[Animal Farms]
Animal farm, sesuai dengan judulnya menceritakan, tentang sebuah peternakan yang didalamnya hidup berbagai macam binatang. Dalam buku ini dijelaskan mengenai kondisi dari para binatang yang sengsara,tertindas, dan menyedihkan akibat ulah manusia yang mengeksploitasi mereka secara semena-mena. Tindakan totaliter dari manusia ini menimbulkan keinginan dikalangan para hewan untuk hidup dengan bebas serta merdeka dalam menentukan jalan hidup mereka.
Dalam cerita tersebut, keinginan para hewan ini berhasil diwujudkan dalam 7 falsafah hukum ‘kehewanan’ yang menjadi dasar bagi mereka untuk hidup bebas dan merdeka. Mimpi dari para hewan ini terwujud dan sempat berjalan dengan lancar, namun rasa angkuh dan haus akan kekuasaan diantara para pemimpin hewan ini mengakibatkan kondisi hewan di peternakan malah lebih parah dari sebelumnya. 7 falsafah hukum hewan yang awalnya merupakan pegangan perlahan diubah oleh para pimpinan untuk memenuhi hasrat mereka dan kaumnya. Rasa kesetaraan antarsesama yang dijunjung-junjung seolah hanya menjadi slogan pemanis yang akhirnya dilupakan untuk kepentingan kelompok.

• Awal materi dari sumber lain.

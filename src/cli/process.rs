//! Codex CLI process spawning and control.
//!
//! This module provides a builder for the `codex exec` argument vector and
//! a thin wrapper around the spawned child with termination helpers.

use std::path::{Path, PathBuf};
use std::process::{ExitStatus, Stdio};
use std::time::Duration;

use tokio::process::{Child, ChildStderr, ChildStdout, Command};

/// Permission mode that maps to `--full-auto`.
pub const FULL_AUTO: &str = "full-auto";

/// Placeholder strings hosts send in place of a missing value.
const SENTINELS: [&str; 2] = ["undefined", "null"];

/// Error type for process spawning operations.
#[derive(thiserror::Error, Debug)]
pub enum SpawnError {
    /// The binary was not found.
    #[error("Codex binary not found: {0}")]
    NotFound(String),
    /// Permission denied when spawning.
    #[error("Permission denied: {0}")]
    PermissionDenied(String),
    /// Other I/O error.
    #[error("I/O error: {0}")]
    Io(#[from] std::io::Error),
}

impl SpawnError {
    /// Create a `SpawnError` from an I/O error, classifying common cases.
    fn from_io(binary: &str, err: std::io::Error) -> Self {
        match err.kind() {
            std::io::ErrorKind::NotFound => Self::NotFound(binary.to_string()),
            std::io::ErrorKind::PermissionDenied => Self::PermissionDenied(binary.to_string()),
            _ => Self::Io(err),
        }
    }
}

/// Returns the value unless it is empty or a host placeholder.
#[must_use]
pub fn usable(value: Option<&str>) -> Option<&str> {
    value.filter(|v| !v.is_empty() && !SENTINELS.contains(v))
}

/// Builder for `codex exec` arguments.
#[derive(Debug, Clone, Default)]
pub struct CodexCommand {
    task: String,
    resume_token: Option<String>,
    model: Option<String>,
    permission_mode: Option<String>,
    resume_last: bool,
}

impl CodexCommand {
    /// Create a new builder for the given task text.
    #[must_use]
    pub fn new(task: impl Into<String>) -> Self {
        Self {
            task: task.into(),
            ..Default::default()
        }
    }

    /// Resume an explicit thread.
    ///
    /// Empty strings and the placeholders `"undefined"` / `"null"` are ignored.
    #[must_use]
    pub fn resume(mut self, token: Option<&str>) -> Self {
        self.resume_token = usable(token).map(ToString::to_string);
        self
    }

    /// Fall back to `resume --last` when no explicit token is set.
    #[must_use]
    pub fn resume_last(mut self, enabled: bool) -> Self {
        self.resume_last = enabled;
        self
    }

    /// Select a model. Empty strings are ignored.
    #[must_use]
    pub fn model(mut self, model: Option<&str>) -> Self {
        self.model = model.filter(|m| !m.is_empty()).map(ToString::to_string);
        self
    }

    /// Set the permission mode. Empty strings count as unset.
    #[must_use]
    pub fn permission_mode(mut self, mode: Option<&str>) -> Self {
        self.permission_mode = mode.filter(|m| !m.is_empty()).map(ToString::to_string);
        self
    }

    /// Get the task text.
    #[must_use]
    pub fn task(&self) -> &str {
        &self.task
    }

    /// Returns true when the command runs with `--full-auto`.
    #[must_use]
    pub fn is_full_auto(&self) -> bool {
        matches!(self.permission_mode.as_deref(), None | Some(FULL_AUTO))
    }

    /// Build the command-line arguments (without the executable).
    #[must_use]
    pub fn build_args(&self) -> Vec<String> {
        let mut args = vec!["exec".to_string(), "--json".to_string()];

        if self.is_full_auto() {
            args.push("--full-auto".to_string());
        }

        args.push("--skip-git-repo-check".to_string());

        if let Some(model) = &self.model {
            args.push("--model".to_string());
            args.push(model.clone());
        }

        if let Some(token) = &self.resume_token {
            args.push("resume".to_string());
            args.push(token.clone());
        } else if self.resume_last {
            args.push("resume".to_string());
            args.push("--last".to_string());
        }

        args.push(self.task.clone());
        args
    }
}

/// Launch options that do not affect the argument vector.
#[derive(Debug, Clone, Default)]
pub struct LaunchOptions {
    /// Working directory; ignored unless it is an existing directory.
    pub working_dir: Option<PathBuf>,
    /// Environment variables injected into the child.
    pub env: Vec<(String, String)>,
}

impl LaunchOptions {
    /// Set the working directory from a host-supplied string.
    ///
    /// Empty strings, placeholders and paths that are not directories are
    /// dropped.
    #[must_use]
    pub fn working_dir(mut self, dir: Option<&str>) -> Self {
        self.working_dir = usable(dir).map(PathBuf::from).filter(|p| {
            let ok = p.is_dir();
            if !ok {
                tracing::debug!(path = %p.display(), "Ignoring working directory that is not a directory");
            }
            ok
        });
        self
    }

    /// Add an environment variable for the child.
    #[must_use]
    pub fn env(mut self, key: impl Into<String>, value: impl Into<String>) -> Self {
        self.env.push((key.into(), value.into()));
        self
    }

    /// Get the working directory, if set.
    #[must_use]
    pub fn get_working_dir(&self) -> Option<&Path> {
        self.working_dir.as_deref()
    }
}

/// A running Codex CLI process.
#[derive(Debug)]
pub struct CodexProcess {
    child: Child,
}

impl CodexProcess {
    /// Spawn `binary` with the builder's arguments and the launch options.
    ///
    /// # Errors
    ///
    /// Returns `SpawnError` if the process fails to spawn.
    pub fn spawn(
        binary: &str,
        command: &CodexCommand,
        options: &LaunchOptions,
    ) -> Result<Self, SpawnError> {
        let args = command.build_args();

        let mut cmd = Command::new(binary);
        cmd.args(&args)
            .stdin(Stdio::null())
            .stdout(Stdio::piped())
            .stderr(Stdio::piped())
            .kill_on_drop(true);

        if let Some(dir) = &options.working_dir {
            cmd.current_dir(dir);
        }
        for (key, value) in &options.env {
            cmd.env(key, value);
        }

        let child = cmd.spawn().map_err(|e| SpawnError::from_io(binary, e))?;

        Ok(Self { child })
    }

    /// Take ownership of the stdout handle.
    ///
    /// This can only be called once; subsequent calls return `None`.
    pub fn take_stdout(&mut self) -> Option<ChildStdout> {
        self.child.stdout.take()
    }

    /// Take ownership of the stderr handle.
    ///
    /// This can only be called once; subsequent calls return `None`.
    pub fn take_stderr(&mut self) -> Option<ChildStderr> {
        self.child.stderr.take()
    }

    /// Get the process ID, if still running.
    #[must_use]
    pub fn id(&self) -> Option<u32> {
        self.child.id()
    }

    /// Check if the process has exited without blocking.
    ///
    /// # Errors
    ///
    /// Returns an error if the process state cannot be queried.
    pub fn try_wait(&mut self) -> std::io::Result<Option<ExitStatus>> {
        self.child.try_wait()
    }

    /// Wait for the process to exit.
    ///
    /// # Errors
    ///
    /// Returns an error if waiting fails.
    pub async fn wait(&mut self) -> std::io::Result<ExitStatus> {
        self.child.wait().await
    }

    /// Forcefully kill the process.
    ///
    /// # Errors
    ///
    /// Returns an error if the kill signal cannot be sent.
    pub async fn kill(&mut self) -> std::io::Result<()> {
        self.child.kill().await
    }

    /// Attempt graceful termination with a timeout.
    ///
    /// On Unix, sends SIGTERM first, then SIGKILL after the timeout.
    /// On other platforms, falls back to immediate kill.
    ///
    /// # Errors
    ///
    /// Returns an error if termination fails.
    pub async fn graceful_terminate(&mut self, timeout: Duration) -> std::io::Result<()> {
        #[cfg(unix)]
        {
            self.graceful_terminate_unix(timeout).await
        }

        #[cfg(not(unix))]
        {
            let _ = timeout;
            self.kill().await
        }
    }

    #[cfg(unix)]
    async fn graceful_terminate_unix(&mut self, timeout: Duration) -> std::io::Result<()> {
        use nix::sys::signal::{kill, Signal};
        use nix::unistd::Pid;

        let Some(pid) = self.id() else {
            return Ok(());
        };

        let nix_pid = Pid::from_raw(i32::try_from(pid).unwrap_or(i32::MAX));
        if let Err(errno) = kill(nix_pid, Signal::SIGTERM) {
            tracing::debug!(pid, %errno, "SIGTERM failed, killing");
            return self.child.kill().await;
        }

        match tokio::time::timeout(timeout, self.child.wait()).await {
            Ok(Ok(_)) => Ok(()),
            Ok(Err(e)) => Err(e),
            Err(_) => {
                tracing::debug!(pid, "Grace period elapsed, sending SIGKILL");
                self.child.kill().await
            }
        }
    }
}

Yang menarik dari novel satire karangan George Owell ini adalah caranya dalam menyajikan kondisi sosial manusia pada saat ini dengan analogi para hewan. Sebagai mahasiswa, saya menganggap idealisme awal para hewan yang menentang kebijakan peternak seperti kita mahasiswa dengan segala macam teori dan argumentasinya dalam menuntut dan menegakkan keadilan terhadap kebijakan pemerintah yang dianggap menyimpang dan merugikan masyarakat. Namun ketika mereka menjadi orang-orang yang berperan sebagai pemangku jabatan dan pembuat kebijakan, idealisme masa muda yang berapi-api ketika menjadi mahasiswa seolah hilang begitu saja saat bersentuhan dengan urusan materi. Korupsi, saling menjatuhkan lawan politik dan menghalalkan segala cara untuk memangku sebuah jabatan seolah menjadi hal lumrah. Mereka yang dulu paling keras dalam memperjuangkan suara keadilan kini bereformasi menjadi orang yang acuh dan mengkhianati keadilan yang mereka gagas sendiri.
Dalam beberapa tahun yang akan datang, cerita para hewan yang menjadi serakah dan haus akan kekuasaan tersebut bisa saja terjadi dalam kehidupan kita. Inkonsistensi dalam memegang sebuah gagasan serta tidak siapnya diri dalam melawan godaan menjadi evaluasi bagi kita sebagai generasi muda agar tidak terjebak dalam sebuah ‘lingkaran iblis’ tersebut.
Sejarah bisa saja gagal — generasi sebelum kita mungkin saja melakukan hal yang tidak sesuai harapan — tapi hidup yang cuma sekali bagi generasi kita ini terlalu mahal jika hanya digunakan mengulangi kesalahan yang sama, bukan?